Judge Awards Plantation to Singaporean

A Supreme Court judge has af­firmed a lower court decision award­ing temporary ownership of a disputed Kompong Speu pro­vince rubber plantation to a Singa­porean investor.

In a May 20 verdict, Judge Khim Ponn ruled in favor of Chan Yean Fock, who has been in a yearlong battle with an estranged business partner, Uk Khun, over control of the $4 million plantation, Chan Yean Fock’s at­torney, Puth Theavy, said Tues­day.

The ruling gives Chan Yean Fock control of the plantation un­til authorities make a final decision on the ongoing lawsuit, Puth Theavy said.

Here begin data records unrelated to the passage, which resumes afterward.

//! Per-keyword postings kept in non-increasing frequency order.
//!
//! The order is never restored by a full sort. Each new occurrence is appended and then
//! moved to its rank with a binary search over the entries that were already in place.

use crate::Occurrence;
use serde::Serialize;
use std::cmp::Ordering;

/// Moves the last element of `occs` to its rank among the elements before it.
///
/// `occs[..n - 1]` must already be non-increasing by frequency. Returns the midpoint
/// indexes probed by the binary search, or `None` when the list has fewer than two
/// elements and nothing needs to move. Equal frequencies stop the search immediately and
/// the new occurrence lands in front of the peer it hit.
pub fn insert_last_occurrence(occs: &mut Vec<Occurrence>) -> Option<Vec<usize>> {
    if occs.len() < 2 {
        return None;
    }
    let last = occs.pop()?;

    let mut probes = Vec::new();
    let mut lo: isize = 0;
    let mut hi: isize = occs.len() as isize - 1;
    let mut at = 0usize;
    while lo <= hi {
        let mid = lo + (hi - lo) / 2;
        let m = mid as usize;
        probes.push(m);
        match last.frequency.cmp(&occs[m].frequency) {
            Ordering::Less => {
                lo = mid + 1;
                at = m + 1;
            }
            Ordering::Greater => {
                hi = mid - 1;
                at = m;
            }
            Ordering::Equal => {
                at = m;
                break;
            }
        }
    }
    occs.insert(at, last);
    Some(probes)
}

#[derive(Debug, Clone, Default, PartialEq, Eq, Serialize)]
#[serde(transparent)]
pub struct PostingsList {
    occurrences: Vec<Occurrence>,
}

impl PostingsList {
    pub fn new() -> Self { Self::default() }

    pub fn singleton(occ: Occurrence) -> Self {
        Self { occurrences: vec![occ] }
    }

    /// Adds one occurrence at its frequency rank and returns the probe sequence.
    pub fn insert(&mut self, occ: Occurrence) -> Option<Vec<usize>> {
        self.occurrences.push(occ);
        insert_last_occurrence(&mut self.occurrences)
    }

    pub fn as_slice(&self) -> &[Occurrence] { &self.occurrences }

    pub fn iter(&self) -> std::slice::Iter<'_, Occurrence> { self.occurrences.iter() }

    pub fn len(&self) -> usize { self.occurrences.len() }

    pub fn is_empty(&self) -> bool { self.occurrences.is_empty() }

    pub fn is_ordered(&self) -> bool {
        self.occurrences.windows(2).all(|w| w[0].frequency >= w[1].frequency)
    }
}

impl<'a> IntoIterator for &'a PostingsList {
    type Item = &'a Occurrence;
    type IntoIter = std::slice::Iter<'a, Occurrence>;

    fn into_iter(self) -> Self::IntoIter { self.occurrences.iter() }
}

impl std::fmt::Display for PostingsList {
    fn fmt(&self, f: &mut std::fmt::Formatter<'_>) -> std::fmt::Result {
        f.write_str("[")?;
        for (i, occ) in self.occurrences.iter().enumerate() {
            if i > 0 {
                f.write_str(", ")?;
            }
            write!(f, "{occ}")?;
        }
        f.write_str("]")
    }
}

#[cfg(test)]
mod tests {
    use super::*;

    fn occs(freqs: &[u32]) -> Vec<Occurrence> {
        freqs.iter().enumerate().map(|(i, &f)| Occurrence::new(format!("doc{i}"), f)).collect()
    }

    fn freqs(occs: &[Occurrence]) -> Vec<u32> {
        occs.iter().map(|o| o.frequency).collect()
    }

    #[test]
    fn short_lists_are_not_probed() {
        let mut empty = Vec::new();
        assert_eq!(insert_last_occurrence(&mut empty), None);
        let mut one = occs(&[3]);
        assert_eq!(insert_last_occurrence(&mut one), None);
        assert_eq!(freqs(&one), vec![3]);
    }

    #[test]
    fn smallest_goes_to_the_end() {
        let mut list = occs(&[5, 4, 3, 2, 1, 0]);
        let probes = insert_last_occurrence(&mut list);
        assert_eq!(probes, Some(vec![2, 3, 4]));
        assert_eq!(freqs(&list), vec![5, 4, 3, 2, 1, 0]);
    }

    #[test]
    fn largest_goes_to_the_front() {
        let mut list = occs(&[5, 4, 3, 2, 1, 6]);
        let probes = insert_last_occurrence(&mut list);
        assert_eq!(probes, Some(vec![2, 0]));
        assert_eq!(freqs(&list), vec![6, 5, 4, 3, 2, 1]);
        assert_eq!(list[0].document, "doc5");
    }

    #[test]
    fn equal_frequency_stops_at_first_probe_hit() {
        let mut list = occs(&[5, 4, 3, 2, 1, 3]);
        let probes = insert_last_occurrence(&mut list);
        assert_eq!(probes, Some(vec![2]));
        assert_eq!(freqs(&list), vec![5, 4, 3, 3, 2, 1]);
        assert_eq!(list[2].document, "doc5");
    }

    #[test]
    fn middle_insert_between_neighbours() {
        let mut list = occs(&[82, 76, 71, 71, 70, 65, 61, 56, 54, 51, 48, 45, 41, 36, 34, 30, 25, 20, 20, 18, 17, 12, 57]);
        let probes = insert_last_occurrence(&mut list);
        assert_eq!(probes, Some(vec![10, 4, 7, 5, 6]));
        assert!(list.windows(2).all(|w| w[0].frequency >= w[1].frequency));
        assert_eq!(list[7].frequency, 57);
    }

    #[test]
    fn postings_stay_ordered_after_every_insert() {
        let mut postings = PostingsList::new();
        for (i, f) in [3u32, 9, 1, 4, 4, 7, 2, 9, 1, 5].into_iter().enumerate() {
            postings.insert(Occurrence::new(format!("d{i}"), f));
            assert!(postings.is_ordered(), "out of order after inserting {f}: {postings}");
        }
        assert_eq!(postings.len(), 10);
    }

    #[test]
    fn display_matches_pair_notation() {
        let mut postings = PostingsList::singleton(Occurrence::new("a.txt", 1));
        postings.insert(Occurrence::new("b.txt", 2));
        assert_eq!(postings.to_string(), "[(b.txt,2), (a.txt,1)]");
    }
}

Court officials say they have to examine the plantation first hand before they can make a determ­ina­tion. A trip had been scheduled for Wednesday, but officials postponed it until Friday, Puth Theavy said.

In January, Appeals Court Chief Judge Thuo Mony refused to rule on the case, saying it was still up to provincial authorities. But the judge did reject a 1998 letter from the Council of Ministers identifying Uk Khun as the company’s owner.

Chan Yean Fock alleges Uk Khun took advantage of the cha­os following the 1997 factional fighting to alter company paperwork and seize control of the plan­tation. The company received its op­erating license in 1993. As ma­jority shareholder, Chan Yean Fock claims he is the rightful owner of the $4 million plantation.

Uk Khun has argued the company belongs to him because he created the business and went through the trouble of getting the land. Chan Yean Fock did not in­vest in the company until later on, Uk Khun has said.

Ever since the 1997 factional fight­ing, foreign investment in Cambodia has dropped.

Rubber is Cambodia’s fourth-largest in­dustry, behind tourism, garment manufacturing and rice, according to government statistics.

Land disputes, arising from three decades of civil war and on­going official corruption, continue to plague Cambodia’s development, activists and observers say.

Under pressure from donors, the National Assembly last year passed a land reform law, but its impact has yet to be felt, some land activists claim.